(SUPPLIED RECORDS Opens)
//! Integration test: drive the editor through whole pointer sessions the
//! way a host UI would and check the painted mask.

#![allow(clippy::unwrap_used, clippy::expect_used)]

use keshi_mask::{
    Dimensions, DisplayExtent, Editor, EditorConfig, EditorError, LoadError, LoadOutcome,
    MaskMode, PassthroughRemover, Point, PointerEvent, StrokeState, Tool,
};

fn png(width: u32, height: u32) -> Vec<u8> {
    let img = image::RgbaImage::from_pixel(width, height, image::Rgba([40, 90, 160, 255]));
    let mut buf = Vec::new();
    let encoder = image::codecs::png::PngEncoder::new(&mut buf);
    image::ImageEncoder::write_image(
        encoder,
        img.as_raw(),
        img.width(),
        img.height(),
        image::ExtendedColorType::Rgba8,
    )
    .unwrap();
    buf
}

fn editor_with_image(width: u32, height: u32) -> Editor {
    let mut editor = Editor::default();
    let request = editor.begin_image_load("fixture.png");
    let outcome = editor
        .complete_image_load(request, Ok(png(width, height)))
        .expect("fixture should load");
    assert_eq!(outcome, LoadOutcome::Ready(Dimensions::new(width, height)));
    editor
}

fn down(x: f64, y: f64, display: DisplayExtent) -> PointerEvent {
    PointerEvent::Down {
        position: Point::new(x, y),
        display,
    }
}

fn moved(x: f64, y: f64, display: DisplayExtent) -> PointerEvent {
    PointerEvent::Move {
        position: Point::new(x, y),
        display,
    }
}

#[test]
fn brush_drag_paints_two_discs_then_stops() {
    let mut editor = editor_with_image(400, 300);
    let display = DisplayExtent::new(400.0, 300.0);

    let first = editor.handle_pointer(down(200.0, 150.0, display)).unwrap();
    assert_eq!(first.unwrap().center, Point::new(200.0, 150.0));
    let second = editor.handle_pointer(moved(220.0, 150.0, display)).unwrap();
    assert_eq!(second.unwrap().center, Point::new(220.0, 150.0));
    editor.handle_pointer(PointerEvent::Up).unwrap();
    assert_eq!(editor.stroke_state(), StrokeState::Idle);

    let mask = editor.export_mask();
    assert_eq!(mask.dimensions(), (400, 300));
    assert_eq!(mask.get_pixel(200, 150).0[0], 255);
    assert_eq!(mask.get_pixel(220, 150).0[0], 255);
    assert_eq!(mask.get_pixel(210, 170).0[0], 255);
    assert_eq!(mask.get_pixel(170, 150).0[0], 0);
    assert_eq!(mask.get_pixel(250, 150).0[0], 0);
    assert_eq!(mask.get_pixel(210, 100).0[0], 0);

    let before = editor.mask().covered_pixel_count();
    let after_up = editor.handle_pointer(moved(300.0, 150.0, display)).unwrap();
    assert!(after_up.is_none());
    assert_eq!(editor.mask().covered_pixel_count(), before);
    assert_eq!(editor.export_mask().get_pixel(300, 150).0[0], 0);
}

#[test]
fn circle_click_paints_ring_only() {
    let mut editor = editor_with_image(400, 300);
    let display = DisplayExtent::new(400.0, 300.0);
    editor.select_tool(Tool::Circle);
    editor.set_stamp_size(100).unwrap();

    editor.handle_pointer(down(300.0, 200.0, display)).unwrap();
    editor.handle_pointer(PointerEvent::Up).unwrap();

    let mask = editor.export_mask();
    // On the ring, radius 50.
    assert_eq!(mask.get_pixel(350, 200).0[0], 255);
    assert_eq!(mask.get_pixel(300, 250).0[0], 255);
    assert_eq!(mask.get_pixel(249, 200).0[0], 255);
    // Interior and exterior untouched.
    assert_eq!(mask.get_pixel(300, 200).0[0], 0);
    assert_eq!(mask.get_pixel(320, 210).0[0], 0);
    assert_eq!(mask.get_pixel(360, 200).0[0], 0);
}

#[test]
fn rectangle_press_paints_axis_aligned_square() {
    let config = EditorConfig {
        anti_alias: false,
        ..EditorConfig::default()
    };
    let mut editor = Editor::new(config);
    let request = editor.begin_image_load("fixture.png");
    editor.complete_image_load(request, Ok(png(200, 200))).unwrap();
    let display = DisplayExtent::new(200.0, 200.0);
    editor.select_tool(Tool::Rectangle);
    editor.set_stamp_size(20).unwrap();

    editor.handle_pointer(down(50.0, 50.0, display)).unwrap();
    editor.handle_pointer(PointerEvent::Leave).unwrap();

    let mask = editor.export_mask();
    // Square spans [40, 60) on both axes, corners included.
    assert_eq!(mask.get_pixel(40, 40).0[0], 255);
    assert_eq!(mask.get_pixel(59, 59).0[0], 255);
    assert_eq!(mask.get_pixel(39, 50).0[0], 0);
    assert_eq!(mask.get_pixel(60, 50).0[0], 0);
    assert_eq!(editor.mask().covered_pixel_count(), 400);
}

#[test]
fn clear_then_paint_again() {
    let mut editor = editor_with_image(400, 300);
    let display = DisplayExtent::new(400.0, 300.0);

    editor.handle_pointer(down(100.0, 100.0, display)).unwrap();
    editor.handle_pointer(moved(150.0, 120.0, display)).unwrap();
    editor.handle_pointer(PointerEvent::Up).unwrap();
    assert!(!editor.mask().is_empty());

    editor.clear_selection();
    assert!(editor.mask().is_empty());
    assert_eq!(editor.mask().dimensions(), Dimensions::new(400, 300));

    editor.handle_pointer(down(300.0, 200.0, display)).unwrap();
    editor.handle_pointer(PointerEvent::Up).unwrap();
    let mask = editor.export_mask();
    assert_eq!(mask.get_pixel(300, 200).0[0], 255);
    assert_eq!(mask.get_pixel(100, 100).0[0], 0);
    assert_eq!(mask.get_pixel(150, 120).0[0], 0);
}

#[test]
fn scaled_display_maps_into_natural_resolution() {
    let mut editor = editor_with_image(800, 600);
    let display = DisplayExtent::new(400.0, 300.0);

    let stamp = editor
        .handle_pointer(down(100.0, 100.0, display))
        .unwrap()
        .unwrap();
    assert_eq!(stamp.center, Point::new(200.0, 200.0));

    let mask = editor.export_mask();
    assert_eq!(mask.get_pixel(200, 200).0[0], 255);
    assert_eq!(mask.get_pixel(100, 100).0[0], 0);
}

#[test]
fn collapsed_display_rejects_press_and_paints_nothing() {
    let mut editor = editor_with_image(100, 100);
    let result = editor.handle_pointer(down(10.0, 10.0, DisplayExtent::new(0.0, 100.0)));
    assert!(matches!(result, Err(EditorError::Map(_))));
    assert_eq!(editor.stroke_state(), StrokeState::Idle);
    assert!(editor.mask().is_empty());
}

#[test]
fn newest_image_selection_wins() {
    let mut editor = Editor::default();
    let older = editor.begin_image_load("first.png");
    let newer = editor.begin_image_load("second.png");

    let outcome = editor.complete_image_load(newer, Ok(png(64, 48))).unwrap();
    assert_eq!(outcome, LoadOutcome::Ready(Dimensions::new(64, 48)));
    let outcome = editor.complete_image_load(older, Ok(png(10, 10))).unwrap();
    assert_eq!(outcome, LoadOutcome::Stale);

    assert_eq!(editor.image_dimensions(), Some(Dimensions::new(64, 48)));
    assert_eq!(editor.image().unwrap().uri(), "second.png");
    assert_eq!(editor.mask().dimensions(), Dimensions::new(64, 48));
}

#[test]
fn new_image_discards_previous_selection() {
    let mut editor = editor_with_image(100, 100);
    let display = DisplayExtent::new(100.0, 100.0);
    editor.handle_pointer(down(50.0, 50.0, display)).unwrap();
    assert!(!editor.mask().is_empty());

    let loader = |_: &str| -> Result<Vec<u8>, LoadError> { Ok(png(120, 80)) };
    editor.select_image("other.png", &loader).unwrap();

    assert!(editor.mask().is_empty());
    assert_eq!(editor.mask().dimensions(), Dimensions::new(120, 80));
    assert_eq!(editor.stroke_state(), StrokeState::Idle);
}

#[test]
fn soft_export_keeps_fringe_values() {
    let config = EditorConfig {
        mask_mode: MaskMode::Soft,
        ..EditorConfig::default()
    };
    let mut editor = Editor::new(config);
    let request = editor.begin_image_load("fixture.png");
    editor.complete_image_load(request, Ok(png(200, 200))).unwrap();

    let display = DisplayExtent::new(200.0, 200.0);
    editor.handle_pointer(down(100.3, 100.7, display)).unwrap();

    let mask = editor.export_mask();
    assert_eq!(mask.get_pixel(100, 100).0[0], 255);
    assert!(
        mask.pixels().any(|p| p.0[0] > 0 && p.0[0] < 255),
        "anti-aliased disc should leave partial coverage at its edge"
    );
}

#[test]
fn generate_hands_image_and_mask_to_remover() {
    let mut editor = editor_with_image(32, 16);
    editor
        .handle_pointer(down(16.0, 8.0, DisplayExtent::new(32.0, 16.0)))
        .unwrap();

    let output = editor.generate(&PassthroughRemover).unwrap();
    assert_eq!(output.dimensions(), (32, 16));
    assert_eq!(output.get_pixel(0, 0).0, [40, 90, 160, 255]);
}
(SUPPLIED RECORDS Closes)
TRY IT | Give the number of lines in the entries above that include the string "EditorError". Write nothing but that number.

EXERCISE SOLUTION | 2